START AVAILABLE DATA
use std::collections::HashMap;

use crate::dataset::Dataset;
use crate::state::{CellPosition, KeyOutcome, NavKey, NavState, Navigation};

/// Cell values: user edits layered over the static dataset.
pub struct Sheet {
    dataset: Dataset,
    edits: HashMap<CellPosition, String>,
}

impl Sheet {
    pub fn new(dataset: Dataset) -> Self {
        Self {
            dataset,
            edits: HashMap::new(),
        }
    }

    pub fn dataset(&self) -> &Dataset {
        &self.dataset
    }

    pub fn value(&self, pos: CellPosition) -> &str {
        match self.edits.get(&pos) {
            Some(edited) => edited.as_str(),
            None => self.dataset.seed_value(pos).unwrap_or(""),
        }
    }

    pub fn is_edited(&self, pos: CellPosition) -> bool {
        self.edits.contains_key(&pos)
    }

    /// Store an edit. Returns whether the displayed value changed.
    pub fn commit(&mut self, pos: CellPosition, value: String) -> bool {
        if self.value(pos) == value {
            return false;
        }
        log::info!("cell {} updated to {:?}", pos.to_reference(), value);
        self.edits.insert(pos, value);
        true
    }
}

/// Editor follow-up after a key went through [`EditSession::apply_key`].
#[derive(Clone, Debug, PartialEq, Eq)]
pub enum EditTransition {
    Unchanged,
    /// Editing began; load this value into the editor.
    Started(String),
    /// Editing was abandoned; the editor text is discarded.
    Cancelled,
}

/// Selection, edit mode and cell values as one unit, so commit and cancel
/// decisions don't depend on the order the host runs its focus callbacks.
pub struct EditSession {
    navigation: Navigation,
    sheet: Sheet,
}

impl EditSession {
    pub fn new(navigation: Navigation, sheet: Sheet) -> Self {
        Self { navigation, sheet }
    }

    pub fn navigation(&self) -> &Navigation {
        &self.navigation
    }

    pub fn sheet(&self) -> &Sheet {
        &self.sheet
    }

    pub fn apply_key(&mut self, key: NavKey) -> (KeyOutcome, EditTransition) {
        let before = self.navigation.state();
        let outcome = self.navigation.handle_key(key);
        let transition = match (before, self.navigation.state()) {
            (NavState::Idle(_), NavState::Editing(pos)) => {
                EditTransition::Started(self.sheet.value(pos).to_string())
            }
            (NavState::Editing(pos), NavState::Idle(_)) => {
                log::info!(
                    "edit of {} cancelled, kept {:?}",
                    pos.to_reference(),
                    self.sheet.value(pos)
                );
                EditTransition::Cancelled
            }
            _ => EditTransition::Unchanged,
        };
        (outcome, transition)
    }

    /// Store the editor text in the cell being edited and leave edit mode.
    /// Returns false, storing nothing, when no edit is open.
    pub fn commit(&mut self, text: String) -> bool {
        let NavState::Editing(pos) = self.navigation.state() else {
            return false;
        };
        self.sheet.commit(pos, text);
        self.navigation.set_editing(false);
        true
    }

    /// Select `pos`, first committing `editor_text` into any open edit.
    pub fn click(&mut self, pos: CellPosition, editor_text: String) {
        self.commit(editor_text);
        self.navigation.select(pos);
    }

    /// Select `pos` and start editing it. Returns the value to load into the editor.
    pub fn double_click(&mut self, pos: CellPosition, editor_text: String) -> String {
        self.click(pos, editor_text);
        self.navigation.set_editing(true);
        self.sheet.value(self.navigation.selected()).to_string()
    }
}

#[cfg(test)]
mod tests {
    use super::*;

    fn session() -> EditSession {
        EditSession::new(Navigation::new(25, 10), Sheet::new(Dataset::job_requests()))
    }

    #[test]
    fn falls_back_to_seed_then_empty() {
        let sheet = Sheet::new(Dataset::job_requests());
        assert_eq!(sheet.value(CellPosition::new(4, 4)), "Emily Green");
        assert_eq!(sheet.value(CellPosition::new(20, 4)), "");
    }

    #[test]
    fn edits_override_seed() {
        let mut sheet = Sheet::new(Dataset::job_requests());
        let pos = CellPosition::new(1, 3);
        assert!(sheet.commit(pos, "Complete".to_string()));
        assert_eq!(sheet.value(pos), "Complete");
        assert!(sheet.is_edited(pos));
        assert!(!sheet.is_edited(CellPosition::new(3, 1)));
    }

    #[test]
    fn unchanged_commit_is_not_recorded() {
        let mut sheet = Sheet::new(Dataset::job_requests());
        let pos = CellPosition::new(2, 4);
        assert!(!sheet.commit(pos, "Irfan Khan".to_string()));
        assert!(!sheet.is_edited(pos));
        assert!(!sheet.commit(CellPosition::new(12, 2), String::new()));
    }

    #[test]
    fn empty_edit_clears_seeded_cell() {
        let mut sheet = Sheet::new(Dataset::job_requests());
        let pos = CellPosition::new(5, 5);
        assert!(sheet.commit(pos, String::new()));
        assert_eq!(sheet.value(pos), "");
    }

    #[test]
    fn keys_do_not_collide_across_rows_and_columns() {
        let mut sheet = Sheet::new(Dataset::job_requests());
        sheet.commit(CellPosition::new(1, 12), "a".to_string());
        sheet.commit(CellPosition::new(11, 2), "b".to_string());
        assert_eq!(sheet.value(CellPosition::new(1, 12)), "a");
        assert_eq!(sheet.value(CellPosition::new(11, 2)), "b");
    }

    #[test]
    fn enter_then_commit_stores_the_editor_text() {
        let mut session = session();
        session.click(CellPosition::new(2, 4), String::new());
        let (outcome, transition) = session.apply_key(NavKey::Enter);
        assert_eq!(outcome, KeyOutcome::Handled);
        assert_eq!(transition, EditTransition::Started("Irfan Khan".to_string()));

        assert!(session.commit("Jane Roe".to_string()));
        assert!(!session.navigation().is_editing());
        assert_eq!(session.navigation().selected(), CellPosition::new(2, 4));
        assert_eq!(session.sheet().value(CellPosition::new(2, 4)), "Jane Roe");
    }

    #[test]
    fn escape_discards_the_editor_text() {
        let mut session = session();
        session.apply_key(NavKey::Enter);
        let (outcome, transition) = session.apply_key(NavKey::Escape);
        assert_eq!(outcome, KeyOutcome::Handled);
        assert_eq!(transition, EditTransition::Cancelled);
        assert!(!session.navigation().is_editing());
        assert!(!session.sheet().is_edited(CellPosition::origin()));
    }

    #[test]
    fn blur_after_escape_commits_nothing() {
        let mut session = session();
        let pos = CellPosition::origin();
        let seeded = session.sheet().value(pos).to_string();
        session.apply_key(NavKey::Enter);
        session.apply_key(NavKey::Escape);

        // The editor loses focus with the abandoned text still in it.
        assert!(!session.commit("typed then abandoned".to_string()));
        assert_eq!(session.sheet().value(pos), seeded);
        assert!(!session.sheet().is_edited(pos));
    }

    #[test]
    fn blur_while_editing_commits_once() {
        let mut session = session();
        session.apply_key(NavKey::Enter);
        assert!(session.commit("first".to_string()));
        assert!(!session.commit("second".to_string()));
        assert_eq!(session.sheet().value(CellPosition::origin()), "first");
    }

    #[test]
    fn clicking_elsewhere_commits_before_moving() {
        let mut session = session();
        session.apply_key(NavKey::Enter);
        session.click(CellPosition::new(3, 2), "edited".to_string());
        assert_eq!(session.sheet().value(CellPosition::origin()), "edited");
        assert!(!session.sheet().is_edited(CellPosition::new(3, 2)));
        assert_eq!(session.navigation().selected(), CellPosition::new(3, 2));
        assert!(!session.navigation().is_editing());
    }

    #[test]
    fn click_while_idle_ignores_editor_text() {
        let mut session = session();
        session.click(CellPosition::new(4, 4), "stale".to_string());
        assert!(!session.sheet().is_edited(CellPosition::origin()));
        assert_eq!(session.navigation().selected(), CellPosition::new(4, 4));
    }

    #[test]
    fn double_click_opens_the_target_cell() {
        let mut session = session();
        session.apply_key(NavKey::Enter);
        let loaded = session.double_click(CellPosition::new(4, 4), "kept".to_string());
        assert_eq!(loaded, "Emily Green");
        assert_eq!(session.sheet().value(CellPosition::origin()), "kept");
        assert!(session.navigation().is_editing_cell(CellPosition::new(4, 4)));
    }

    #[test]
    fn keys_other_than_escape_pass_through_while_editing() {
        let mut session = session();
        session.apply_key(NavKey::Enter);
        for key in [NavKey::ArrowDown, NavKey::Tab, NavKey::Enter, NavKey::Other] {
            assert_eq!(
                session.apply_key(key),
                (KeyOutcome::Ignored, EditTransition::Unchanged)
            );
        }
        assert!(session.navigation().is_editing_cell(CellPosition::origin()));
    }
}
END AVAILABLE DATA
### YOUR INSTRUCTIONS
Set aside each line above that includes the string "selected" and report it.

### RESULT FOR THIS TASK
        self.sheet.value(self.navigation.selected()).to_string()
        assert_eq!(session.navigation().selected(), CellPosition::new(2, 4));
        assert_eq!(session.navigation().selected(), CellPosition::new(3, 2));
        assert_eq!(session.navigation().selected(), CellPosition::new(4, 4));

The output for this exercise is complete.